… so I had to order one.
I hear the pre orders have already started to ship out.
Looks like there are another 299 left in stock.
With roboRIOs now shipping out, are non-beta teams going to have access to the programs needed to run robot code in Java, C++, ect on the roboRIO?
Maybe I’ve just been out of the loop (:o) but I couldnt find it, where is all this located? I hope its not just pre-loaded on the roboRIO.
Everything I have heard says they won’t be releasing code until kickoff. I’ve also heard you may be able to flash the myRIO image on to them but you won’t have WPILib or any of the other FRC items, haven’t tried it myself but I might if I find time this weekend (our roboRIO comes in tomorrow).
It comes with a slightly adapted version of the myRIO os preinstalled. I don’t know about being able to reflash it though, you would need to find the os online.
I’d think we’d want to stick with the preinstalled modified MyRIO OS rather than flash it with an unknown onto the roboRIO configuration. What’s there is more likely to work and let us play with it a little.
You won’t be able to write a myRIO image to the device, but there might be enough roboRIO support in last year’s LabVIEW (LabVIEW 2013) to get just the operating system installed. I’ll try to look into this today and report back whether it’s safe or not.
I loaded up a machine with LabVIEW 2013 on it and was able to find the roboRIO in NI MAX. You can use NI MAX to install LabVIEW RT 2013 to the target, which also installs the Linux OS. From there you can enable the sshd in MAX as well and you should have access to log into the roboRIO and play with the OS. Naturally this is the OS from over a year ago, not the newer version that will be included in the FRC images. There are a number of differences, but there are more similarities, so you can gain some familiarity with the layout of the file system. This is only if you want to tinker with the system before kick-off. You won’t have FPGA support, so you can’t talk to any I/O. When you get the image on kick-off day, you will be formatting the root FS, so don’t expect to keep any changes you may make to this older version of the OS.
Bottom line, if you really want to play with Linux on the target, do this. If you expect to “use” the device to “do something”, this won’t help you.

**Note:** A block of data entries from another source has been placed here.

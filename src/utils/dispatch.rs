use crate::executor::Executor;
use crate::utils::iou::rotated_box_iou_with;
use crate::utils::nms::rotated_box_nms_with;
use crate::utils::primitive::{BoxFloat, ElementType};
use crate::utils::validation::{check_len, check_threshold};
use crate::Errors;
use anyhow::Result;
use ndarray::{Array2, ArrayView1, ArrayView2};

/// Box array of a runtime-selected element type
///
#[derive(Clone, Debug)]
pub enum BoxTensor<'a> {
    F32(ArrayView2<'a, f32>),
    F64(ArrayView2<'a, f64>),
}

impl BoxTensor<'_> {
    pub fn element_type(&self) -> ElementType {
        match self {
            BoxTensor::F32(_) => ElementType::F32,
            BoxTensor::F64(_) => ElementType::F64,
        }
    }

    pub fn rows(&self) -> usize {
        match self {
            BoxTensor::F32(v) => v.nrows(),
            BoxTensor::F64(v) => v.nrows(),
        }
    }
}

impl<'a> From<ArrayView2<'a, f32>> for BoxTensor<'a> {
    fn from(v: ArrayView2<'a, f32>) -> Self {
        BoxTensor::F32(v)
    }
}

impl<'a> From<ArrayView2<'a, f64>> for BoxTensor<'a> {
    fn from(v: ArrayView2<'a, f64>) -> Self {
        BoxTensor::F64(v)
    }
}

/// IoU matrix with the element type of its inputs
///
#[derive(Clone, Debug, PartialEq)]
pub enum IouTensor {
    F32(Array2<f32>),
    F64(Array2<f64>),
}

impl IouTensor {
    pub fn element_type(&self) -> ElementType {
        match self {
            IouTensor::F32(_) => ElementType::F32,
            IouTensor::F64(_) => ElementType::F64,
        }
    }

    pub fn dim(&self) -> (usize, usize) {
        match self {
            IouTensor::F32(v) => v.dim(),
            IouTensor::F64(v) => v.dim(),
        }
    }
}

fn mixed(l: ElementType, r: ElementType) -> anyhow::Error {
    Errors::UnsupportedElementType(format!("mixed {:?} and {:?} inputs", l, r)).into()
}

/// IoU of rotated boxes dispatched by element type
///
/// Both arrays must share the element type; the result has the same type.
///
pub fn rbox_2d_iou(
    boxes_a: BoxTensor<'_>,
    boxes_b: BoxTensor<'_>,
    executor: &Executor,
) -> Result<IouTensor> {
    match (boxes_a, boxes_b) {
        (BoxTensor::F32(a), BoxTensor::F32(b)) => {
            Ok(IouTensor::F32(rotated_box_iou_with(a, b, executor)?))
        }
        (BoxTensor::F64(a), BoxTensor::F64(b)) => {
            Ok(IouTensor::F64(rotated_box_iou_with(a, b, executor)?))
        }
        (a, b) => Err(mixed(a.element_type(), b.element_type())),
    }
}

fn convert_order(order: ArrayView1<i64>, len: usize) -> Result<Vec<usize>> {
    order
        .iter()
        .enumerate()
        .map(|(position, &index)| {
            usize::try_from(index)
                .ok()
                .filter(|i| *i < len)
                .ok_or_else(|| {
                    Errors::OrderIndexOutOfRange {
                        position,
                        index,
                        len,
                    }
                    .into()
                })
        })
        .collect()
}

fn nms_typed<T: BoxFloat>(
    boxes: ArrayView2<T>,
    order: &[usize],
    threshold: f64,
    suppressed: &mut [bool],
    executor: &Executor,
) -> Result<usize> {
    rotated_box_nms_with(
        boxes,
        order,
        T::from_f64_lossy(threshold),
        suppressed,
        executor,
    )
}

/// NMS on rotated boxes dispatched by element type
///
/// `order` holds signed indices as produced by tensor argsort routines; negative
/// or out of range entries are rejected before any computation. The threshold is
/// checked at full precision before it is converted to the element type.
///
pub fn rbox_2d_nms(
    boxes: BoxTensor<'_>,
    order: ArrayView1<i64>,
    threshold: f64,
    suppressed: &mut [bool],
    executor: &Executor,
) -> Result<usize> {
    check_len("order", boxes.rows(), order.len())?;
    check_threshold(threshold)?;
    let order = convert_order(order, boxes.rows())?;
    match boxes {
        BoxTensor::F32(b) => nms_typed(b, &order, threshold, suppressed, executor),
        BoxTensor::F64(b) => nms_typed(b, &order, threshold, suppressed, executor),
    }
}
/// Oriented bounding boxes
pub mod bbox;

/// Convex polygon clipping functions
pub mod clipping;

/// Element type dispatch for untyped box arrays
pub mod dispatch;

/// IoU kernels for box sets
pub mod iou;

/// Non maximum suppression implementation for detected boxes
pub mod nms;

/// Trait implementations for primitive types
pub mod primitive;

/// Input checks shared by the entry points
pub mod validation;
//! # Data Loader Crate
//!
//! This crate loads the precomputed BookVault artifacts and exposes them as
//! immutable in-memory structures.
//!
//! ## Main Components
//!
//! - **types**: Catalog, pivot table, similarity matrix and popularity table
//! - **parser**: Parse the `.dat` artifact files into Rust structs
//! - **index**: One-time loading and validation (`Artifacts::load_from_files`)
//! - **config**: Artifact file names
//! - **error**: Error types for data loading
//!
//! ## Example Usage
//!
//! ```ignore
//! use data_loader::{ArtifactPaths, Artifacts};
//! use std::path::Path;
//!
//! let artifacts = Artifacts::load_from_files(
//!     Path::new("data/book-crossing"),
//!     &ArtifactPaths::default(),
//! )?;
//!
//! let row = artifacts.model.row_index_of("The Da Vinci Code");
//! let book = artifacts.catalog.lookup_by_title("The Da Vinci Code");
//! ```

pub mod config;
pub mod error;
pub mod index;
pub mod parser;
pub mod types;

pub use config::{ArtifactPaths, ResolvedPaths};
pub use error::{DataLoadError, Result};
pub use types::{
    // Type aliases
    RowIndex,
    Score,
    // Core types
    Artifacts,
    BookRecord,
    Catalog,
    ImageUrls,
    InteractionMatrix,
    PopularityRow,
    PopularityTable,
    SimilarityMatrix,
    SimilarityModel,
};
//! Nearest-neighbor ranking over one similarity row.
//!
//! ## Algorithm
//! 1. Pair every position `j` with `scores[j]`
//! 2. Drop the queried row's own position (by index, not by score)
//! 3. Stable sort by score, highest first
//! 4. Keep the first `top_k`
//!
//! Stability matters: equal scores keep their original row order, so
//! `[1.0, 0.9, 0.9, 0.2]` queried from row 0 ranks row 1 before row 2.

use crate::types::Neighbor;
use data_loader::{RowIndex, Score};
use std::cmp::Ordering;

/// Rank the positions of `scores` excluding `own_position`
pub fn rank_neighbors(scores: &[Score], own_position: RowIndex, top_k: usize) -> Vec<Neighbor> {
    if top_k == 0 {
        return Vec::new();
    }

    let mut neighbors: Vec<Neighbor> = scores
        .iter()
        .copied()
        .enumerate()
        .filter(|&(position, _)| position != own_position)
        .map(|(position, score)| Neighbor { position, score })
        .collect();

    // sort_by is stable
    neighbors.sort_by(|a, b| {
        sort_key(b.score)
            .partial_cmp(&sort_key(a.score))
            .unwrap_or(Ordering::Equal)
    });
    neighbors.truncate(top_k);
    neighbors
}

/// NaN ranks below every real score
fn sort_key(score: Score) -> Score {
    if score.is_nan() {
        Score::NEG_INFINITY
    } else {
        score
    }
}
//! Where the artifact files live.

use serde::{Deserialize, Serialize};
use std::path::{Path, PathBuf};

/// File names of the precomputed artifacts, relative to a data directory
#[derive(Debug, Clone, PartialEq, Eq, Serialize, Deserialize)]
#[serde(default)]
pub struct ArtifactPaths {
    pub books: PathBuf,
    pub pivot: PathBuf,
    pub similarity: PathBuf,
    /// Optional; a missing file yields an empty popularity table
    pub popular: PathBuf,
}

impl Default for ArtifactPaths {
    fn default() -> Self {
        Self {
            books: PathBuf::from("books.dat"),
            pivot: PathBuf::from("pt.dat"),
            similarity: PathBuf::from("similarity.dat"),
            popular: PathBuf::from("popular.dat"),
        }
    }
}

impl ArtifactPaths {
    pub fn with_books(mut self, path: impl Into<PathBuf>) -> Self {
        self.books = path.into();
        self
    }

    pub fn with_pivot(mut self, path: impl Into<PathBuf>) -> Self {
        self.pivot = path.into();
        self
    }

    pub fn with_similarity(mut self, path: impl Into<PathBuf>) -> Self {
        self.similarity = path.into();
        self
    }

    pub fn with_popular(mut self, path: impl Into<PathBuf>) -> Self {
        self.popular = path.into();
        self
    }

    /// Resolve every path against `data_dir` (absolute paths are kept as is)
    pub fn resolve(&self, data_dir: &Path) -> ResolvedPaths {
        ResolvedPaths {
            books: data_dir.join(&self.books),
            pivot: data_dir.join(&self.pivot),
            similarity: data_dir.join(&self.similarity),
            popular: data_dir.join(&self.popular),
        }
    }
}

/// Absolute (or cwd-relative) artifact paths ready to open
#[derive(Debug, Clone)]
pub struct ResolvedPaths {
    pub books: PathBuf,
    pub pivot: PathBuf,
    pub similarity: PathBuf,
    pub popular: PathBuf,
}

impl ResolvedPaths {
    /// Display names of the required files that do not exist
    pub fn missing_required(&self) -> Vec<String> {
        [&self.books, &self.pivot, &self.similarity]
            .into_iter()
            .filter(|p| !p.is_file())
            .map(|p| display_name(p))
            .collect()
    }
}

pub(crate) fn display_name(path: &Path) -> String {
    path.file_name()
        .map(|n| n.to_string_lossy().into_owned())
        .unwrap_or_else(|| path.display().to_string())
}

It comes with the safe mode OS installed, but that only runs in a RAM disk, so any changes you may make to the system are lost on reboot. Naturally this makes it a good sandbox for tinkering, since a reboot gets you back to pristine.
How are you rebooting the RoboRIO? The RoboRIO uses a journaling file system and the settings are only saved if you perform a soft restart (e.g. log into RIO from the webpage and click restart). If you do a power cycle without this, the settings are not saved.
I’m referring to the case where there is no OS installed at all (such as how they will arrive from the factory). There will be no OS running out of the UBIFS… instead it will boot into safe-mode which runs out of a RAM disk. Any changes you make to the running system will be lost on reboot. It is true that you can save files to the UBIFS while in safe mode (this is part of what makes it useful… access to the rootfs to attempt to fix them, or to recover data files before format). Any files written there will be persisted after a clean shutdown.
Now that the FRC 2015 base software is available and can be run in eval mode until kick-off, this situation improves. You can now play around with the version of the OS for the roboRIO that will be used for competition in 2015. Same instructions above apply, but the LabVIEW version is 2014.
HAWHAWHAWHAWHAW!
My wife found a good place for the roboRIO.
Well milk warmer is better than pizza oven.
But then again, it’s a milk warmer when it’s not even plugged in ?!?
But does it blend?
Yes. Yes it will. However this will void your warranty.
I can confirm that these instructions work. I can also confirm that the roboRIO is still a useless brick after following these instructions, even with access to the WPILib 2015 source code.